At any rate, Ecclestone said her diminutive father - who turns 81 in October - has no plans to step down.
"For my dad it's not about making more money, it's about the next successful deal," she said.
"It's not like he needs an extra few million. He doesn't need to work and hasn't needed to do so for years - but he's got too much of an active mind to ever consider retirement.
"For him the financial rewards are secondary to the passion he feels for what he does," she added.
Chandhok 'looking at' Team Lotus race seat
Karun Chandhok has admitted he is hoping to race at Team Lotus in 2012.
While his countryman Narain Karthikeyan will be in action for HRT at India's inaugural F1 race in October, Chandhok admitted he is unsure if he will also be on the grid in New Delhi.
He told the Hindustan Times that his real priority is 2012.
Reserve driver Chandhok, 27, revealed that he will appear in the green T128 for Friday practice a couple more times this season.
"(And) for 2012, I am looking at a potential full time race seat," he said.
Chandhok insists, however, that he was signed by Team Lotus this year on merit, and that his sponsors have not guaranteed him a race seat next year.
"There's no deal," he said. "It's just another wrong perception like the belief that I paid to get into Lotus."

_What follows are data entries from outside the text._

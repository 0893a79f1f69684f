use crate::models::irradiance::{City, Month};
use crate::services::calculator_service::FormState;

fn escape(raw: &str) -> String {
    let mut out = String::with_capacity(raw.len());
    for ch in raw.chars() {
        match ch {
            '&' => out.push_str("&amp;"),
            '<' => out.push_str("&lt;"),
            '>' => out.push_str("&gt;"),
            '"' => out.push_str("&quot;"),
            '\'' => out.push_str("&#39;"),
            _ => out.push(ch),
        }
    }
    out
}

fn select<T: Copy + PartialEq>(
    html: &mut String,
    name: &str,
    placeholder: &str,
    options: &[T],
    selected: Option<T>,
    label: impl Fn(T) -> &'static str,
) {
    html.push_str(&format!("        <select id=\"{name}\" name=\"{name}\">\n"));
    html.push_str(&format!("          <option value=\"\">{placeholder}</option>\n"));
    for &opt in options {
        let sel = if selected == Some(opt) { " selected" } else { "" };
        let text = label(opt);
        html.push_str(&format!("          <option value=\"{text}\"{sel}>{text}</option>\n"));
    }
    html.push_str("        </select>\n");
}

/// Full calculator page for the given state.
pub fn render(state: &FormState) -> String {
    let mut html = String::with_capacity(4096);
    html.push_str(concat!(
        "<!DOCTYPE html>\n",
        "<html lang=\"fr\">\n",
        "<head>\n",
        "  <meta charset=\"utf-8\">\n",
        "  <title>PV Capacity Calculator</title>\n",
        "  <script src=\"/calculator.js\" defer></script>\n",
        "</head>\n",
        "<body>\n",
        "  <h1>PV Capacity Calculator</h1>\n",
        "  <form id=\"calculator\" method=\"post\" action=\"/\">\n",
    ));

    html.push_str("    <div>\n      <label>City:\n");
    select(&mut html, "city", "Select City", &City::ALL, state.city, City::name);
    html.push_str("      </label>\n    </div>\n");

    html.push_str("    <div>\n      <label>Month:\n");
    select(&mut html, "month", "Select Month", &Month::ALL, state.month, Month::name);
    html.push_str("      </label>\n    </div>\n");

    html.push_str(&format!(
        concat!(
            "    <div>\n      <label>Pump Power (CV):\n",
            "        <input type=\"number\" step=\"any\" name=\"pump_power_cv\" value=\"{}\">\n",
            "      </label>\n    </div>\n",
            "    <div>\n      <label>Operation Hours:\n",
            "        <input type=\"number\" step=\"any\" name=\"operation_hours\" value=\"{}\">\n",
            "      </label>\n    </div>\n",
            "    <div>\n      <label>Solar Irradiance (Wh/m²/day):\n",
            "        <input type=\"number\" id=\"solar_irradiance\" value=\"{}\" readonly>\n",
            "      </label>\n    </div>\n",
            "    <button type=\"submit\">Calculate</button>\n",
            "  </form>\n",
        ),
        escape(&state.pump_power_cv),
        escape(&state.operation_hours),
        state.solar_irradiance,
    ));

    if let Some(result) = &state.result {
        html.push_str(&format!(
            "  <div class=\"result\">\n    <h2>{}</h2>\n  </div>\n",
            result_line(result)
        ));
    }

    html.push_str("</body>\n</html>\n");
    html
}

pub fn result_line(formatted: &str) -> String {
    format!("Required Photovoltaic Capacity: {} kWc", formatted)
}

#[cfg(test)]
mod tests {
    use super::*;

    fn state() -> FormState {
        FormState {
            city: None,
            month: None,
            pump_power_cv: "75".into(),
            operation_hours: "10".into(),
            solar_irradiance: 0,
            result: None,
        }
    }

    #[test]
    fn lists_every_option_in_display_order() {
        let html = render(&state());
        let positions: Vec<usize> = Month::ALL
            .iter()
            .map(|m| html.find(&format!(r#"value="{}""#, m.name())).unwrap())
            .collect();
        assert!(positions.windows(2).all(|w| w[0] < w[1]));
        for c in City::ALL {
            assert!(html.contains(&format!(r#"<option value="{0}">{0}</option>"#, c.name())));
        }
        assert!(html.contains(r#"<option value="">Select City</option>"#));
        assert!(html.contains(r#"<option value="">Select Month</option>"#));
    }

    #[test]
    fn no_result_before_submit() {
        let html = render(&state());
        assert!(!html.contains("Required Photovoltaic Capacity"));
        assert!(html.contains(r#"id="solar_irradiance" value="0" readonly"#));
    }

    #[test]
    fn selection_and_result_are_rendered() {
        let mut s = state();
        s.city = Some(City::Tunis);
        s.month = Some(Month::Mars);
        s.solar_irradiance = 4450;
        s.result = Some("0.15".into());
        let html = render(&s);
        assert!(html.contains(r#"<option value="Tunis" selected>Tunis</option>"#));
        assert!(html.contains(r#"<option value="Mars" selected>Mars</option>"#));
        assert!(html.contains(r#"value="4450" readonly"#));
        assert!(html.contains("<h2>Required Photovoltaic Capacity: 0.15 kWc</h2>"));
    }

    #[test]
    fn echoed_values_are_escaped() {
        let mut s = state();
        s.pump_power_cv = r#""><script>"#.into();
        let html = render(&s);
        assert!(html.contains("&quot;&gt;&lt;script&gt;"));
        assert!(!html.contains(r#""><script>"#));
    }
}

He said he will only earn his place based on his speed on Friday mornings.
"That's a big internal assessment for the team. I also want to be on the grid after earning the respect of the team engineers and not just because I am Indian," said Chandhok.
HRT admits eyeing Spanish race driver
The HRT team has admitted it is looking around for a Spanish driver.

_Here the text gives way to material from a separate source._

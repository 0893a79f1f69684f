pub mod calculator_controller;
pub mod form_controller;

Despite Thesan Capital taking over recently and dropping the Hispania moniker and flag logo, the back-of-the-grid team said it is still committed to upping its Spanish identity.

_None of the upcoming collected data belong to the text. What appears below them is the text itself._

use chrono::Utc;

use crate::error::{AppError, Result};
use crate::models::capacity::{
    CalculationInput, CalculatorDefaults, CalculatorForm, CapacityRequest, CapacityResponse,
    LossFactors,
};
use crate::models::irradiance::{City, Month};
use crate::services::capacity_service::{breakdown, coerce_number, format_capacity};
use crate::services::irradiance_table::IrradianceTable;

/// Everything the form page needs to render one state of the calculator.
#[derive(Debug, Clone, PartialEq)]
pub struct FormState {
    pub city: Option<City>,
    pub month: Option<Month>,
    /// Echoed back verbatim so the user sees what they typed
    pub pump_power_cv: String,
    pub operation_hours: String,
    /// Derived from the selectors; 0 until both are chosen
    pub solar_irradiance: u32,
    /// Formatted capacity, present only after a submission
    pub result: Option<String>,
}

impl FormState {
    /// Initial page: nothing selected, default pump power and hours.
    pub fn initial(defaults: &CalculatorDefaults) -> Self {
        Self {
            city: None,
            month: None,
            pump_power_cv: defaults.pump_power_cv.to_string(),
            operation_hours: defaults.operation_hours.to_string(),
            solar_irradiance: 0,
            result: None,
        }
    }
}

/// Empty or unknown names leave the selector unset.
fn selector<T: std::str::FromStr>(raw: &str) -> Option<T> {
    let raw = raw.trim();
    if raw.is_empty() { None } else { raw.parse().ok() }
}

/// Form submission. Mirrors the browser behavior: no validation, the
/// irradiance stays 0 without a full selection and the result is whatever
/// the formula yields.
pub fn submit_form(
    form: &CalculatorForm,
    table: &IrradianceTable,
    losses: LossFactors,
) -> FormState {
    let city = selector::<City>(&form.city);
    let month = selector::<Month>(&form.month);
    let solar_irradiance = table.lookup(month, city).unwrap_or(0);

    let input = CalculationInput {
        pump_power_cv: coerce_number(&form.pump_power_cv),
        operation_hours: coerce_number(&form.operation_hours),
        solar_irradiance: solar_irradiance as f64,
        losses,
    };
    let capacity = breakdown(&input).capacity_kwc;

    FormState {
        city,
        month,
        pump_power_cv: form.pump_power_cv.clone(),
        operation_hours: form.operation_hours.clone(),
        solar_irradiance,
        result: Some(format_capacity(capacity)),
    }
}

/// Blank names count as "not selected"; anything else must be a known name.
fn parse_selector<T>(raw: Option<&str>) -> Result<Option<T>>
where
    T: std::str::FromStr<Err = AppError>,
{
    match raw.map(str::trim) {
        None | Some("") => Ok(None),
        Some(name) => name.parse().map(Some),
    }
}

pub fn parse_selection(city: Option<&str>, month: Option<&str>) -> Result<(Option<City>, Option<Month>)> {
    Ok((parse_selector(city)?, parse_selector(month)?))
}

/// JSON calculation: an explicit irradiance wins over the table.
pub fn calculate(
    req: &CapacityRequest,
    table: &IrradianceTable,
    configured_losses: LossFactors,
) -> Result<CapacityResponse> {
    let (city, month) = parse_selection(req.city.as_deref(), req.month.as_deref())?;

    let solar_irradiance = match req.solar_irradiance {
        Some(value) => value,
        None => table
            .lookup(month, city)
            .map(f64::from)
            .ok_or(AppError::MissingIrradiance)?,
    };
    let losses = req.losses.unwrap_or(configured_losses);

    let input = CalculationInput {
        pump_power_cv: req.pump_power_cv,
        operation_hours: req.operation_hours,
        solar_irradiance,
        losses,
    };
    let breakdown = breakdown(&input);

    Ok(CapacityResponse {
        timestamp: Utc::now(),
        city,
        month,
        pump_power_cv: req.pump_power_cv,
        operation_hours: req.operation_hours,
        solar_irradiance,
        losses,
        capacity_kwc: breakdown.capacity_kwc,
        capacity_display: format_capacity(breakdown.capacity_kwc),
        breakdown,
    })
}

Recently, young Spaniard Javier Villa was linked with a potential 2012 seat.
"The possibility of incorporating a Spanish driver for next season is something that the team would like," HRT said on its website. "But there is a big step from that to actually having a deal with a driver."
The team defended its decision to drop the Hispania name and Spanish flag logo.
"Hispania was the name of the business group belonging to the previous owners, so the change in direction meant that the team name had to change too," it said.
"HRT was chosen because it is the name of the chassis. The flag was part of the logo so when we changed the logo the flag went too. But don't worry, it will be back on the car at some stage."
HRT 'needs more resources' - Willis
In a question and answer session on HRT's official website, the team said it will take "two years" to move away from the back of the grid.
Technical boss Geoff Willis however said this will only happen if the outfit formerly known as Hispania increases its resources and staff numbers.
"We have to improve pretty much everywhere," the former Red Bull, Honda and Red Bull chief told Germany's Auto Motor und Sport.
"I do not mean to sound negative," added Willis. "The simple fact is that we need more resources.
"For example, in our aerodynamic programme, we simply need more people. In production we need better quality control and tests. You just cannot afford to be a little bit weak in those areas."
Inside every F1 team factory, work is well underway on the 2012 cars, but Willis said HRT's schedule to be ready for next season is "very tight".
"Of course we have already been working (on 2012) since June. But we do not have the resources that I would like. Many people in the team need to do several things at once."
The Briton joined HRT early last year and insists he has no immediate plans to accept any offers from bigger teams.
"That can not be answered simply. Currently I am an important part of this project and no one wants to leave until we get there," he said.